[PATCH v6 3/5] vmcore: Introduce remap_oldmem_pfn_range()

d.hatayama@xxxxxxxxxxxxxx (HATAYAMA Daisuke) · Tue, 16 Jul 2013 18:40:28 +0900

(2013/07/16 9:27), HATAYAMA Daisuke wrote:
> (2013/07/15 23:20), Vivek Goyal wrote:
>> On Fri, Jul 12, 2013 at 08:05:31PM +0900, HATAYAMA Daisuke wrote:
>>
>> [..]
>>> How about
>>>
>>> static int mmap_vmcore_fault(struct vm_area_struct *vma, struct vm_fault *vmf)
>>> {
>>> ...
>>>          char *buf;
>>>          int rc;
>>>
>>> #ifndef CONFIG_S390
>>>          return VM_FAULT_SIGBUS;
>>> #endif
>>>          page = find_or_create_page(mapping, index, GFP_KERNEL);
>>>
>>> Considering again, I don't think WARN_ONCE() is good now. The fact that fault occurs on
>>> mmap() region indicates some kind of buggy situation occurs on the process. The process
>>> should be killed as soon as possible. If user still wants to get crash dump, he should
>>> try again in another process.
>>
>> I don't understand that. Process should be killed only if there was no
>> mapping created for the region process is trying to access.
>>
>> If there is a mapping but we are trying to fault in the actual contents,
>> then it is not a problem of process. Process is accessing a region of
>> memory which it is supposed to access.
>>
>> Potential problem here is that remap_pfn_range() did not map everything
>> it was expected to so we have to resort on page fault handler to read
>> that in. So it is more of a kernel issue and not process issue and for
>> that WARN_ONCE() sounds better?
>>
>
> On the current design, there's no page faults on memory mapped by remap_pfn_range().
> They map a whole range in the current design. If there are page faults, page table of the process
> is broken in their some page entries. This indicates the process's bahaviour is affected by
> some software/hardware bugs. In theory, process could result in arbitrary behaviour. We cannot
> detect the reason and recover the original sane state. The only thing we can do is to kill
> the process and drop the possibility of the process to affect other system components and of
> system to result in worse situation.
>

In summary, it seems that you two and I have different implementation
policy on how to deal with the process that is no longer in healthy state.

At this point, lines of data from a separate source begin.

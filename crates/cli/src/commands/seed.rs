//! Seed the product catalog from a YAML file.
//!
//! The file is a list of product form entries, checked with the same rules
//! as the admin form before anything touches the database:
//!
//! ```yaml
//! - name: Vanilla Bean
//!   price: "3.50"
//!   imageUrl: https://cdn.frostbites.co/vanilla.jpg
//! - name: Mint Chip
//!   price: 4.25
//!   imageUrl: https://cdn.frostbites.co/mint-chip.jpg
//! ```
//!
//! Products whose name already exists are skipped, so the command can be
//! re-run against a populated catalog.

use std::path::Path;

use tracing::{error, info, warn};

use frostbites_core::{NewProduct, ProductDraft};
use frostbites_storefront::db::{self, ProductRepository, RepositoryError};

use super::{DATABASE_URL_VAR, database_url};

/// Outcome of a seeding run.
#[derive(Debug, Default, PartialEq, Eq)]
pub struct SeedSummary {
    pub inserted: usize,
    pub skipped: usize,
}

/// Parse and validate the YAML catalog, collecting every invalid entry.
///
/// # Errors
///
/// Returns the parse error, or one message per invalid entry.
fn parse_catalog(content: &str) -> Result<Vec<NewProduct>, Vec<String>> {
    let drafts: Vec<ProductDraft> =
        serde_yaml::from_str(content).map_err(|e| vec![format!("Invalid YAML: {e}")])?;

    let mut products = Vec::with_capacity(drafts.len());
    let mut errors = Vec::new();

    for (index, draft) in drafts.iter().enumerate() {
        match draft.validate() {
            Ok(product) => products.push(product),
            Err(e) => errors.push(format!(
                "entry {} ({}): {}: {e}",
                index + 1,
                draft.name.trim(),
                e.field()
            )),
        }
    }

    if errors.is_empty() {
        Ok(products)
    } else {
        Err(errors)
    }
}

/// Insert catalog products from a YAML file.
///
/// # Errors
///
/// Returns an error if the file cannot be read, any entry fails validation,
/// or database operations fail.
pub async fn products(file_path: &str) -> Result<(), Box<dyn std::error::Error>> {
    let database_url = database_url().ok_or(format!("{DATABASE_URL_VAR} not set"))?;

    let path = Path::new(file_path);
    if !path.exists() {
        return Err(format!("File not found: {file_path}").into());
    }

    info!(path = %file_path, "Loading products from file");

    // Validate the whole file before connecting to the database
    let content = tokio::fs::read_to_string(path).await?;
    let products = match parse_catalog(&content) {
        Ok(products) => products,
        Err(errors) => {
            error!("Catalog validation failed:");
            for err in &errors {
                error!("  - {err}");
            }
            return Err(format!("{} validation errors found", errors.len()).into());
        }
    };

    info!(products = products.len(), "Catalog validated successfully");

    let pool = db::create_pool(&database_url).await?;
    info!("Connected to database");

    let repo = ProductRepository::new(&pool);
    let mut summary = SeedSummary::default();

    for product in &products {
        match repo.create(product).await {
            Ok(created) => {
                info!(product_id = %created.product_id, name = %created.product_name, "Inserted");
                summary.inserted += 1;
            }
            Err(RepositoryError::Conflict(_)) => {
                warn!(name = %product.name, "Already in catalog, skipping");
                summary.skipped += 1;
            }
            Err(e) => return Err(e.into()),
        }
    }

    info!("Seeding complete!");
    info!("  Products inserted: {}", summary.inserted);
    info!("  Products skipped (already exist): {}", summary.skipped);

    Ok(())
}

#[cfg(test)]
#[allow(clippy::unwrap_used)]
mod tests {
    use super::*;
    use frostbites_core::Price;

    #[test]
    fn test_parse_catalog_accepts_string_and_number_prices() {
        let yaml = r"
- name: Vanilla Bean
  price: '3.50'
  imageUrl: https://cdn.frostbites.co/vanilla.jpg
- name: Mint Chip
  price: 4.25
  imageUrl: https://cdn.frostbites.co/mint-chip.jpg
";
        let products = parse_catalog(yaml).unwrap();
        assert_eq!(products.len(), 2);
        assert_eq!(products[0].name, "Vanilla Bean");
        assert_eq!(products[0].price, Price::from_cents(350));
        assert_eq!(products[1].price, Price::from_cents(425));
    }

    #[test]
    fn test_parse_catalog_reports_every_invalid_entry() {
        let yaml = r"
- name: Ok Flavor
  price: '2.00'
  imageUrl: https://cdn.frostbites.co/ok.jpg
- name: Gold Leaf
  price: '950'
  imageUrl: https://cdn.frostbites.co/gold.jpg
- name: Abc
  price: '1'
  imageUrl: https://cdn.frostbites.co/abc.jpg
";
        let errors = parse_catalog(yaml).unwrap_err();
        assert_eq!(errors.len(), 2);
        assert!(errors[0].starts_with("entry 2 (Gold Leaf): price"));
        assert!(errors[1].starts_with("entry 3 (Abc): name"));
    }

    #[test]
    fn test_parse_catalog_rejects_bad_yaml() {
        let errors = parse_catalog("- name: [unterminated").unwrap_err();
        assert_eq!(errors.len(), 1);
        assert!(errors[0].starts_with("Invalid YAML"));
    }
}
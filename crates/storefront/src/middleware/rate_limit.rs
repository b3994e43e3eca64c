//! Rate limiting for credential endpoints using governor and `tower_governor`.

use std::net::{IpAddr, SocketAddr};
use std::sync::Arc;

use axum::extract::ConnectInfo;
use axum::http::Request;
use governor::clock::QuantaInstant;
use governor::middleware::NoOpMiddleware;
use tower_governor::{GovernorError, GovernorLayer, governor::GovernorConfigBuilder};

/// Proxy headers consulted for the client IP, most trusted first.
const CLIENT_IP_HEADERS: &[&str] = &["cf-connecting-ip", "x-forwarded-for", "x-real-ip"];

/// Key extractor that finds the client IP in proxy headers, falling back to
/// the peer address when the server runs without a proxy in front.
///
/// `X-Forwarded-For` may hold a chain; the first entry is the client.
#[derive(Clone, Copy)]
pub struct ClientIpKeyExtractor;

impl tower_governor::key_extractor::KeyExtractor for ClientIpKeyExtractor {
    type Key = IpAddr;

    fn extract<T>(&self, req: &Request<T>) -> Result<Self::Key, GovernorError> {
        let headers = req.headers();

        CLIENT_IP_HEADERS
            .iter()
            .find_map(|name| {
                headers
                    .get(*name)
                    .and_then(|v| v.to_str().ok())
                    .and_then(|s| s.split(',').next())
                    .and_then(|s| s.trim().parse::<IpAddr>().ok())
            })
            .or_else(|| {
                req.extensions()
                    .get::<ConnectInfo<SocketAddr>>()
                    .map(|ConnectInfo(addr)| addr.ip())
            })
            .ok_or(GovernorError::UnableToExtractKey)
    }
}

/// Rate limiter layer type for Axum.
pub type RateLimiterLayer =
    GovernorLayer<ClientIpKeyExtractor, NoOpMiddleware<QuantaInstant>, axum::body::Body>;

/// Rate limiter for `/auth/login` and `/auth/register`: ~10 requests per minute per IP.
///
/// Replenishes one request every 6 seconds with a burst of 5.
///
/// # Panics
///
/// Never in practice: `per_second(6)` and `burst_size(5)` are both non-zero,
/// which is all `GovernorConfigBuilder::finish` checks.
#[must_use]
pub fn auth_rate_limiter() -> RateLimiterLayer {
    let config = GovernorConfigBuilder::default()
        .key_extractor(ClientIpKeyExtractor)
        .per_second(6)
        .burst_size(5)
        .finish()
        .expect("rate limiter config with per_second(6) and burst_size(5) is valid");
    GovernorLayer::new(Arc::new(config))
}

You two's idea is try to continue dump in non-healthy state as much as possible
as long as there is possibility of continuing it, while my idea kill the process
promptly and to retry crash dump in another new process since the process is no longer
in healthy state and could behave arbitrarily.

The logic in non-healthy states depends on implementation policy since there
is no obviously correct logic. I guess this discussion would not end soon.
I believe it is supposed that maintainer's idea should basically have high
priority over others. So I don't object anymore, though I don't think it best
at all.

-- 
Thanks.
HATAYAMA, Daisuke